Eigentlich gibt es gar kein Geheimnis. Ich mache einfach das, was ich selbst lustig finde. Im Publikum läuft das dann oft so: Der Enkel lacht, weil ich mit angeklebtem Bart auf einem Känguru namens Achim über die Bühne reite, die Eltern lachen über die absurden Dialoge zwischen Achim und mir, und die Großeltern schunkeln und singen mit, wenn ich plötzlich einen Schlagersong präsentiere. Und ich lache, weil der Bart mal wieder nicht richtig klebt und ständig abfällt. Dass ich die Generationen auf diese Weise für einen Abend miteinander verbinden kann, macht mich wirklich glücklich.
Sie wirken auf der Bühne herrlich verspielt und improvisationsfreudig – wie viel Sascha Grammel steckt im Chaos, und wie viel ist bis ins Detail geplant?
Am Anfang steht immer das geschriebene Wort, an dem ich oft viele Monate oder sogar Jahre arbeite. Zur Premiere bin ich dem Text noch ziemlich treu. Später darf dann immer mehr improvisiert werden. Da meine Textsicherheit genetisch eher nicht so stark ausgeprägt ist, vergesse ich auf der Bühne regelmäßig etwas – und meistens geht auch sonst noch irgendetwas schief. (lacht) Aber genau daraus entstehen oft die schönsten und lustigsten Momente. Diese kleinen „Pannen“ sind für mich längst keine Fehler mehr, sondern eher Einladungen, spontan noch etwas Besseres daraus zu machen.
Wenn jemand noch nie bei einer Sascha-
Grammel-Show war: Warum ist „Wünsch Dir was!“ genau der richtige Einstieg, um Ihre Puppet-Comedy erstmals live zu erleben?
Wo Grammel draufsteht, ist auch Grammel drin – und „Wünsch Dir was!“ ist ein echtes Grammelsurium vom Feinsten: ein rundum lustiger Familienausflug mit allem Drum und Dran.
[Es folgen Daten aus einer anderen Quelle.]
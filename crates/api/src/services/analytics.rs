//! Admin dashboard and sales reports.

use chrono::{Datelike, Days, Months, NaiveDate};
use rust_decimal::Decimal;
use sqlx::PgPool;
use tracing::instrument;

use befit_core::order::round_money;

use crate::db::AnalyticsRepository;
use crate::db::analytics::{CategoryBucket, GrowthBucket, MonthBucket};
use crate::error::AppError;
use crate::models::{
    CategorySales, DashboardStats, LowStockProduct, MonthlySales, ProductReportRow, SalesReport,
    SalesReportSummary, SalesStats, SubscriberGrowth,
};

/// Stock below this counts as low on the dashboard.
pub const DASHBOARD_LOW_STOCK: i32 = 10;
/// Default threshold of the low-stock list (inclusive).
pub const DEFAULT_LOW_STOCK_THRESHOLD: i32 = 10;
/// Report window when no dates are given.
pub const DEFAULT_REPORT_DAYS: u64 = 30;

const TREND_MONTHS: u32 = 6;
const TOP_PRODUCTS: i64 = 10;

/// A closed date range.
#[derive(Debug, Clone, Copy, PartialEq, Eq)]
pub struct Period {
    pub start: NaiveDate,
    pub end: NaiveDate,
}

impl Period {
    /// Resolve optional bounds; a missing bound defaults to the last 30 days.
    ///
    /// # Errors
    ///
    /// Returns `AppError::BadRequest` when `start` is after `end`.
    pub fn resolve(
        start: Option<NaiveDate>,
        end: Option<NaiveDate>,
        today: NaiveDate,
    ) -> Result<Self, AppError> {
        let end = end.unwrap_or(today);
        let start = start.unwrap_or_else(|| {
            end.checked_sub_days(Days::new(DEFAULT_REPORT_DAYS))
                .unwrap_or(end)
        });
        if start > end {
            return Err(AppError::BadRequest(
                "start_date must not be after end_date".to_string(),
            ));
        }
        Ok(Self { start, end })
    }

    /// Days covered, both ends included.
    #[must_use]
    pub fn days(&self) -> i64 {
        (self.end - self.start).num_days() + 1
    }
}

/// Analytics service.
pub struct AnalyticsService<'a> {
    pool: &'a PgPool,
}

impl<'a> AnalyticsService<'a> {
    #[must_use]
    pub const fn new(pool: &'a PgPool) -> Self {
        Self { pool }
    }

    /// Assemble the admin dashboard as of `today`.
    ///
    /// # Errors
    ///
    /// Returns `AppError::Database` if any aggregate fails.
    #[instrument(skip(self))]
    pub async fn dashboard(&self, today: NaiveDate) -> Result<DashboardStats, AppError> {
        let repo = AnalyticsRepository::new(self.pool);
        let month_start = first_of_month(today);
        let trend_start = month_start
            .checked_sub_months(Months::new(TREND_MONTHS - 1))
            .unwrap_or(month_start);
        let thirty_days_ago = today
            .checked_sub_days(Days::new(DEFAULT_REPORT_DAYS))
            .unwrap_or(today);

        let totals = repo.sales_totals().await?;
        let top_selling_products = repo.top_selling(TOP_PRODUCTS).await?;
        let users = repo.user_stats(month_start).await?;
        let subscriptions = repo.subscription_stats(month_start).await?;
        let (total_products, low_stock_products) = repo.product_counts(DASHBOARD_LOW_STOCK).await?;
        let top_product = repo.top_product_since(thirty_days_ago).await?;
        let today_summary = repo.day_summary(today).await?;
        let monthly_sales = repo.monthly_sales(trend_start, month_start).await?;
        let category_sales = repo.category_sales().await?;
        let subscriber_growth = repo.subscriber_growth(trend_start, month_start).await?;

        Ok(DashboardStats {
            sales: SalesStats {
                total_sales: totals.total_sales,
                total_orders: totals.total_orders,
                total_products_sold: totals.total_products_sold,
                average_order_value: totals.average_order_value,
                top_selling_products,
            },
            users,
            subscriptions,
            total_products,
            low_stock_products,
            top_product,
            today_summary,
            monthly_sales: monthly_sales.into_iter().map(label_month).collect(),
            category_sales: with_percentages(category_sales),
            subscriber_growth: subscriber_growth.into_iter().map(label_growth).collect(),
        })
    }

    /// Daily delivered sales over a period.
    ///
    /// # Errors
    ///
    /// Returns `AppError::Database` if the query fails.
    #[instrument(skip(self))]
    pub async fn sales_report(&self, period: Period) -> Result<SalesReport, AppError> {
        let details = AnalyticsRepository::new(self.pool)
            .sales_by_day(period.start, period.end)
            .await?;

        let total_sales: Decimal = details.iter().map(|day| day.total_sales).sum();
        let total_orders: i64 = details.iter().map(|day| day.total_orders).sum();
        let average_order_value = if total_orders == 0 {
            Decimal::ZERO
        } else {
            round_money(total_sales / Decimal::from(total_orders))
        };

        Ok(SalesReport {
            summary: SalesReportSummary {
                period_start: period.start,
                period_end: period.end,
                total_sales,
                total_orders,
                average_order_value,
                days_in_period: period.days(),
            },
            details,
        })
    }

    /// Every product with its delivered units and revenue over a period.
    ///
    /// # Errors
    ///
    /// Returns `AppError::Database` if the query fails.
    pub async fn products_report(&self, period: Period) -> Result<Vec<ProductReportRow>, AppError> {
        Ok(AnalyticsRepository::new(self.pool)
            .product_report(period.start, period.end)
            .await?)
    }

    /// Products at or below `threshold`, lowest stock first.
    ///
    /// # Errors
    ///
    /// Returns `AppError::Database` if the query fails.
    pub async fn low_stock(&self, threshold: i32) -> Result<Vec<LowStockProduct>, AppError> {
        Ok(AnalyticsRepository::new(self.pool).low_stock(threshold).await?)
    }
}

fn first_of_month(date: NaiveDate) -> NaiveDate {
    date.with_day(1).unwrap_or(date)
}

fn month_label(month: NaiveDate) -> String {
    month.format("%B %Y").to_string()
}

fn label_month(bucket: MonthBucket) -> MonthlySales {
    MonthlySales {
        month: month_label(bucket.month),
        sales: bucket.sales,
        orders: bucket.orders,
    }
}

fn label_growth(bucket: GrowthBucket) -> SubscriberGrowth {
    SubscriberGrowth {
        month: month_label(bucket.month),
        new_subscribers: bucket.new_subscribers,
        total_active: bucket.total_active,
    }
}

/// Attach each category's share of the total, rounded to two decimals.
fn with_percentages(buckets: Vec<CategoryBucket>) -> Vec<CategorySales> {
    let total: Decimal = buckets.iter().map(|bucket| bucket.total_sales).sum();
    buckets
        .into_iter()
        .map(|bucket| CategorySales {
            percentage: if total.is_zero() {
                Decimal::ZERO
            } else {
                round_money(bucket.total_sales / total * Decimal::ONE_HUNDRED)
            },
            category: bucket.category,
            total_sales: bucket.total_sales,
            total_products_sold: bucket.total_products_sold,
        })
        .collect()
}

#[cfg(test)]
#[allow(clippy::unwrap_used)]
mod tests {
    use super::*;

    fn date(y: i32, m: u32, d: u32) -> NaiveDate {
        NaiveDate::from_ymd_opt(y, m, d).unwrap()
    }

    fn bucket(category: &str, sales: i64) -> CategoryBucket {
        CategoryBucket {
            category: category.to_string(),
            total_sales: Decimal::from(sales),
            total_products_sold: 1,
        }
    }

    #[test]
    fn test_period_defaults_to_last_thirty_days() {
        let today = date(2026, 10, 14);
        let period = Period::resolve(None, None, today).unwrap();
        assert_eq!(period.start, date(2026, 9, 14));
        assert_eq!(period.end, today);
        assert_eq!(period.days(), 31);
    }

    #[test]
    fn test_period_rejects_inverted_range() {
        let err = Period::resolve(Some(date(2026, 5, 2)), Some(date(2026, 5, 1)), date(2026, 6, 1))
            .unwrap_err();
        assert!(matches!(err, AppError::BadRequest(_)));
    }

    #[test]
    fn test_category_percentages() {
        let rows = with_percentages(vec![bucket("Protein", 2), bucket("Vitamins", 1)]);
        assert_eq!(rows.first().unwrap().percentage, Decimal::new(6667, 2));
        assert_eq!(rows.last().unwrap().percentage, Decimal::new(3333, 2));

        let rows = with_percentages(vec![bucket("Protein", 0)]);
        assert_eq!(rows.first().unwrap().percentage, Decimal::ZERO);
    }

    #[test]
    fn test_month_labels() {
        assert_eq!(month_label(date(2026, 10, 1)), "October 2026");
        assert_eq!(first_of_month(date(2026, 2, 27)), date(2026, 2, 1));
    }
}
Wer live erleben möchte, wie ich mit einem schielenden Adlerfasan über Schottland diskutiere, einem verrückten Professor die Spandauer Stulle übergebe oder mit einer naiv-niedlichen Schildkrötendame über das Glück träume, ist hier genau richtig. Mir ist bewusst, dass im echten Leben nicht immer alles leicht ist. Aber ich glaube fest daran: Humor ist wie ein Regenschirm – er verhindert nicht den Regen, macht ihn aber deutlich erträglicher. Wenn die Menschen am Ende mit einem guten Gefühl nach Hause gehen und merken, dass das Gute trotzdem seinen Platz in der Welt hat, dann bin ich ein glücklicher Bauchredner.